> [WORK TO BE COMPLETED]
Your output should be the line that contains "#[cfg(test)]" and all lines after it in the records, retyped exactly through the last one.

== Segment start ==

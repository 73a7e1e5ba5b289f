use serde::{Deserialize, Serialize};
use std::time::Duration;

/// Exponential backoff for reopening a lost device
#[derive(Debug, Clone, Copy, PartialEq, Eq, Serialize, Deserialize)]
#[serde(default)]
pub struct ReconnectPolicy {
    pub base_ms: u64,
    pub max_ms: u64,
    pub max_attempts: u32,
}

impl Default for ReconnectPolicy {
    fn default() -> Self {
        Self {
            base_ms: 500,
            max_ms: 10_000,
            max_attempts: 10,
        }
    }
}

impl ReconnectPolicy {
    /// Wait before `attempt` (1-based): `min(base * 2^(attempt-1), max)`
    pub fn delay_for_attempt(&self, attempt: u32) -> Duration {
        let exponent = attempt.saturating_sub(1);
        let factor = 1u64.checked_shl(exponent).unwrap_or(u64::MAX);
        Duration::from_millis(self.base_ms.saturating_mul(factor).min(self.max_ms))
    }

    /// Every delay the policy would wait, in order
    pub fn schedule(&self) -> impl Iterator<Item = Duration> + '_ {
        (1..=self.max_attempts).map(move |attempt| self.delay_for_attempt(attempt))
    }
}

#[cfg(test)]
mod tests {
    use super::*;

    #[test]
    fn test_default_schedule_doubles_then_caps() {
        let delays: Vec<u64> = ReconnectPolicy::default()
            .schedule()
            .map(|d| d.as_millis() as u64)
            .collect();
        assert_eq!(
            delays,
            vec![500, 1000, 2000, 4000, 8000, 10_000, 10_000, 10_000, 10_000, 10_000]
        );
    }

    #[test]
    fn test_large_attempts_saturate() {
        let policy = ReconnectPolicy::default();
        assert_eq!(policy.delay_for_attempt(200), Duration::from_millis(10_000));
        assert_eq!(policy.delay_for_attempt(0), Duration::from_millis(500));
    }
}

== Segment end ==

> [ANSWER TO THE EXERCISE]
#[cfg(test)]
mod tests {
    use super::*;

    #[test]
    fn test_default_schedule_doubles_then_caps() {
        let delays: Vec<u64> = ReconnectPolicy::default()
            .schedule()
            .map(|d| d.as_millis() as u64)
            .collect();
        assert_eq!(
            delays,
            vec![500, 1000, 2000, 4000, 8000, 10_000, 10_000, 10_000, 10_000, 10_000]
        );
    }

    #[test]
    fn test_large_attempts_saturate() {
        let policy = ReconnectPolicy::default();
        assert_eq!(policy.delay_for_attempt(200), Duration::from_millis(10_000));
        assert_eq!(policy.delay_for_attempt(0), Duration::from_millis(500));
    }
}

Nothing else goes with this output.